YOUR ASSIGNMENT:
Copy nothing from the entries below except the lines from the one containing "pub fn with_input_type(mut" through the one containing "Make the field", and copy those exactly.

[DATA SUPPLIED — start]

impl Field {
    /// An empty, uncontrolled text field with a generated id.
    pub fn new() -> Self {
        Self {
            id: format!("field-{}", NEXT_ID.fetch_add(1, Ordering::Relaxed)),
            label: String::new(),
            placeholder: String::new(),
            helper: None,
            error: None,
            disabled: false,
            invalid: false,
            loading: false,
            clearable: false,
            variant: Variant::default(),
            size: Size::default(),
            input_type: InputType::default(),
            char_limit: None,
            controlled: false,
            buffer: EditBuffer::default(),
            pending: None,
            revealed: false,
            focus: false,
            attrs: Vec::new(),
            style: FieldStyle::default(),
            spinner: Spinner::new("tabula-field"),
            offset: Cell::new(0),
            hit: RefCell::new(FieldHit::default()),
        }
    }

    pub fn with_id(mut self, id: impl Into<String>) -> Self {
        self.id = id.into();
        self
    }

    pub fn with_label(mut self, label: impl Into<String>) -> Self {
        self.label = label.into();
        self
    }

    pub fn with_placeholder(mut self, placeholder: impl Into<String>) -> Self {
        self.placeholder = placeholder.into();
        self
    }

    pub fn with_helper(mut self, helper: impl Into<String>) -> Self {
        self.helper = Some(helper.into());
        self
    }

    /// Error text; shown in place of the helper text.
    pub fn with_error(mut self, error: impl Into<String>) -> Self {
        self.error = Some(error.into());
        self
    }

    pub fn with_disabled(mut self, disabled: bool) -> Self {
        self.disabled = disabled;
        self
    }

    pub fn with_invalid(mut self, invalid: bool) -> Self {
        self.invalid = invalid;
        self
    }

    pub fn with_loading(mut self, loading: bool) -> Self {
        self.set_loading(loading);
        self
    }

    /// Offer a clear affordance while the field holds text.
    pub fn with_clearable(mut self, clearable: bool) -> Self {
        self.clearable = clearable;
        self
    }

    pub fn with_variant(mut self, variant: Variant) -> Self {
        self.variant = variant;
        self
    }

    pub fn with_size(mut self, size: Size) -> Self {
        self.size = size;
        self
    }

    pub fn with_input_type(mut self, input_type: InputType) -> Self {
        self.input_type = input_type;
        self
    }

    pub fn with_char_limit(mut self, limit: usize) -> Self {
        self.char_limit = Some(limit);
        self
    }

    /// Make the field controlled, starting from `value`.
    pub fn with_value(mut self, value: impl Into<String>) -> Self {
        self.controlled = true;
        self.buffer = EditBuffer::new(&value.into());
        self
    }

    /// Attach an extra attribute for the owner's own bookkeeping (e.g.
    /// `name`, `autocomplete`). The field stores but does not interpret it.
    pub fn with_attr(mut self, name: impl Into<String>, value: impl Into<String>) -> Self {
        let name = name.into();
        let value = value.into();
        match self.attrs.iter_mut().find(|(n, _)| *n == name) {
            Some(slot) => slot.1 = value,
            None => self.attrs.push((name, value)),
        }
        self
    }

    pub fn with_style(mut self, style: FieldStyle) -> Self {
        self.style = style;
        self
    }

    /// Replace the busy indicator (e.g. to give it its own subscription id).
    pub fn with_spinner(mut self, spinner: Spinner) -> Self {
        self.spinner = spinner;
        self.spinner.set_active(self.loading);
        self
    }

    pub fn id(&self) -> &str {
        &self.id
    }

    pub fn value(&self) -> String {
        self.buffer.text()
    }

    /// Commit `value`. For a controlled field this is how edits take
    /// effect; passing back the reported value keeps the edit's cursor.
    pub fn set_value(&mut self, value: &str) {
        match self.pending.take() {
            Some(pending) if pending.text() == value => self.buffer = pending,
            _ => {
                if self.buffer.text() != value {
                    self.buffer = EditBuffer::new(value);
                }
            }
        }
    }

    pub fn is_controlled(&self) -> bool {
        self.controlled
    }

    pub fn cursor_position(&self) -> usize {
        self.buffer.cursor()
    }

    pub fn set_error(&mut self, error: Option<String>) {
        self.error = error;
    }

    pub fn set_helper(&mut self, helper: Option<String>) {
        self.helper = helper;
    }

    pub fn set_invalid(&mut self, invalid: bool) {
        self.invalid = invalid;
    }

    pub fn set_disabled(&mut self, disabled: bool) {
        self.disabled = disabled;
    }

    pub fn set_loading(&mut self, loading: bool) {
        self.loading = loading;
        self.spinner.set_active(loading);
    }

    pub fn is_loading(&self) -> bool {
        self.loading
    }

    pub fn is_disabled(&self) -> bool {
        self.disabled
    }

    pub fn is_revealed(&self) -> bool {
        self.revealed
    }

    pub fn attr(&self, name: &str) -> Option<&str> {
        self.attrs
            .iter()
            .find(|(n, _)| n == name)
            .map(|(_, v)| v.as_str())
    }

    pub fn attrs(&self) -> impl Iterator<Item = (&str, &str)> + '_ {
        self.attrs.iter().map(|(n, v)| (n.as_str(), v.as_str()))
    }

    pub fn focus(&mut self) {
        self.focus = true;
    }

    pub fn blur(&mut self) {
        self.focus = false;
    }

    /// Whether the clear affordance is currently offered.
    pub fn shows_clear(&self) -> bool {
        self.clearable && !self.buffer.is_empty() && !self.loading
    }

    /// Whether the reveal toggle is currently offered.
    pub fn shows_reveal(&self) -> bool {
        self.input_type == InputType::Password && !self.loading
    }

    pub fn accessibility(&self) -> Accessibility {
        let described_by = if self.error.is_some() {
            Some(format!("{}-error", self.id))
        } else if self.helper.is_some() {
            Some(format!("{}-helper", self.id))
        } else {
            None
        };
        Accessibility {
            invalid: self.invalid,
            described_by,
            disabled: self.disabled,
            busy: self.loading,
        }
    }

    /// Rows needed to draw the label, the input box and the helper line.
    pub fn height(&self) -> u16 {
        u16::from(!self.label.is_empty()) + self.box_height() + u16::from(self.message().is_some())
    }

    fn box_height(&self) -> u16 {
        let chrome = if self.variant == Variant::Outlined { 2 } else { 0 };
        1 + 2 * self.size.vertical_padding() + chrome
    }

    fn message(&self) -> Option<(&str, Style)> {
        match (&self.error, &self.helper) {
            (Some(error), _) => Some((error.as_str(), self.style.error)),
            (None, Some(helper)) => Some((helper.as_str(), self.style.helper)),
            (None, None) => None,
        }
    }

    fn editable(&self) -> bool {
        !self.disabled && !self.loading
    }

    /// Apply `f` to a copy of the buffer and report the result if it
    /// changed anything. Controlled fields hold the copy until the owner
    /// commits it.
    fn edit(&mut self, f: impl FnOnce(&mut EditBuffer) -> bool) -> Command<Message> {
        if !self.editable() {
            return Command::none();
        }
        let mut next = self.buffer.clone();
        if !f(&mut next) {
            return Command::none();
        }
        let value = next.text();
        tracing::trace!(field = %self.id, chars = next.len(), "field edited");
        if self.controlled {
            self.pending = Some(next);
        } else {
            self.buffer = next;
        }
        Command::message(Message::Changed(value))
    }

    fn clear(&mut self) -> Command<Message> {
        if !self.shows_clear() {
            return Command::none();
        }
        self.edit(EditBuffer::clear)
    }

    fn toggle_reveal(&mut self) -> Command<Message> {
        if self.shows_reveal() {
            self.revealed = !self.revealed;
        }
        Command::none()
    }

    fn insert_text(&mut self, text: &str) -> Command<Message> {
        let input_type = self.input_type;
        let accepted: String = text.chars().filter(|&c| input_type.accepts(c)).collect();
        let limit = self.char_limit;
        self.edit(|b| b.insert_str(&accepted, limit))
    }

    fn handle_key(&mut self, key: KeyEvent) -> Command<Message> {
        let limit = self.char_limit;
        let ctrl = key.modifiers.contains(KeyModifiers::CONTROL);
        let alt = key.modifiers.contains(KeyModifiers::ALT);
        match (key.code, key.modifiers) {
            (KeyCode::Char('w'), _) if ctrl => self.edit(EditBuffer::delete_word_back),
            (KeyCode::Char('u'), _) if ctrl => self.edit(EditBuffer::delete_to_start),
            (KeyCode::Char('k'), _) if ctrl => self.edit(EditBuffer::delete_to_end),
            (KeyCode::Char('r'), _) if ctrl => self.toggle_reveal(),
            (KeyCode::Char('a'), _) if ctrl => {
                self.buffer.home();
                Command::none()
            }
            (KeyCode::Char('e'), _) if ctrl => {
                self.buffer.end();
                Command::none()
            }
            (KeyCode::Char(c), KeyModifiers::NONE | KeyModifiers::SHIFT) => {
                if self.input_type.accepts(c) {
                    self.edit(|b| b.insert(c, limit))
                } else {
                    Command::none()
                }
            }
            (KeyCode::Backspace, _) if alt || ctrl => self.edit(EditBuffer::delete_word_back),
            (KeyCode::Backspace, _) => self.edit(EditBuffer::delete_back),
            (KeyCode::Delete, _) => self.edit(EditBuffer::delete_forward),
            (KeyCode::Left, _) if alt || ctrl => {
                self.buffer.word_left();
                Command::none()
            }
            (KeyCode::Right, _) if alt || ctrl => {
                self.buffer.word_right();
                Command::none()
            }
            (KeyCode::Left, _) => {
                self.buffer.left();
                Command::none()
            }
            (KeyCode::Right, _) => {
                self.buffer.right();
                Command::none()
            }
            (KeyCode::Home, _) => {
                self.buffer.home();
                Command::none()
            }
            (KeyCode::End, _) => {
                self.buffer.end();
                Command::none()
            }
            (KeyCode::Enter, _) => Command::message(Message::Submit(self.value())),
            (KeyCode::Esc, _) => self.clear(),
            _ => Command::none(),
        }
    }

    fn handle_mouse(&mut self, event: MouseEvent) -> Command<Message> {
        if event.kind != MouseEventKind::Down(MouseButton::Left) {
            return Command::none();
        }
        let pos = Position::new(event.column, event.row);
        let hit = self.hit.borrow().clone();
        if hit.clear.is_some_and(|r| r.contains(pos)) {
            return self.clear();
        }
        if hit.reveal.is_some_and(|r| r.contains(pos)) {
            return self.toggle_reveal();
        }
        if self.focus && hit.text.contains(pos) {
            let col = usize::from(event.column - hit.text.x);
            self.buffer.set_cursor(self.offset.get() + col);
        }
        Command::none()
    }

    fn display_chars(&self) -> Vec<char> {
        if self.input_type == InputType::Password && !self.revealed {
            vec![self.style.mask; self.buffer.len()]
        } else {
            self.buffer.chars().to_vec()
        }
    }

    fn border_style(&self) -> Style {
        if self.disabled {
            self.style.disabled
        } else if self.invalid || self.error.is_some() {
            self.style.invalid_border
        } else if self.focus {
            self.style.focused_border
        } else {
            self.style.border
        }
    }

    fn affordances(&self) -> Vec<(Affordance, String)> {
        if self.loading {
            return vec![(Affordance::Busy, self.spinner.symbol().to_string())];
        }
        let mut out = Vec::new();
        if self.shows_clear() {
            out.push((Affordance::Clear, "✕".to_string()));
        }
        if self.shows_reveal() {
            let label = if self.revealed { "hide" } else { "show" };
            out.push((Affordance::Reveal, label.to_string()));
        }
        out
    }

    fn text_spans(&self, width: usize) -> Vec<Span<'static>> {
        let text_style = if self.disabled {
            self.style.disabled
        } else {
            self.style.text
        };
        let show_cursor = self.focus && !self.disabled;
        let chars = self.display_chars();

        if chars.is_empty() {
            let mut spans = Vec::new();
            if show_cursor {
                spans.push(Span::styled(" ", self.style.cursor));
            }
            if !self.placeholder.is_empty() {
                spans.push(Span::styled(self.placeholder.clone(), self.style.placeholder));
            }
            return spans;
        }

        // Keep the cursor cell in view.
        let cursor = self.buffer.cursor();
        let mut offset = self.offset.get().min(chars.len());
        if cursor < offset {
            offset = cursor;
        } else if width > 0 && cursor >= offset + width {
            offset = cursor + 1 - width;
        }
        self.offset.set(offset);

        let end = (offset + width).min(chars.len());
        let visible = &chars[offset..end];
        if !show_cursor {
            return vec![Span::styled(visible.iter().collect::<String>(), text_style)];
        }

        let at = cursor - offset;
        let before: String = visible[..at.min(visible.len())].iter().collect();
        let mut spans = vec![Span::styled(before, text_style)];
        match visible.get(at) {
            Some(c) => {
                spans.push(Span::styled(c.to_string(), self.style.cursor));
                let after: String = visible[at + 1..].iter().collect();
                spans.push(Span::styled(after, text_style));
            }
            None => spans.push(Span::styled(" ", self.style.cursor)),
        }
        spans
    }
}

[DATA SUPPLIED — finish]

SOLUTION TO THIS EXERCISE:
    pub fn with_input_type(mut self, input_type: InputType) -> Self {
        self.input_type = input_type;
        self
    }

    pub fn with_char_limit(mut self, limit: usize) -> Self {
        self.char_limit = Some(limit);
        self
    }

    /// Make the field controlled, starting from `value`.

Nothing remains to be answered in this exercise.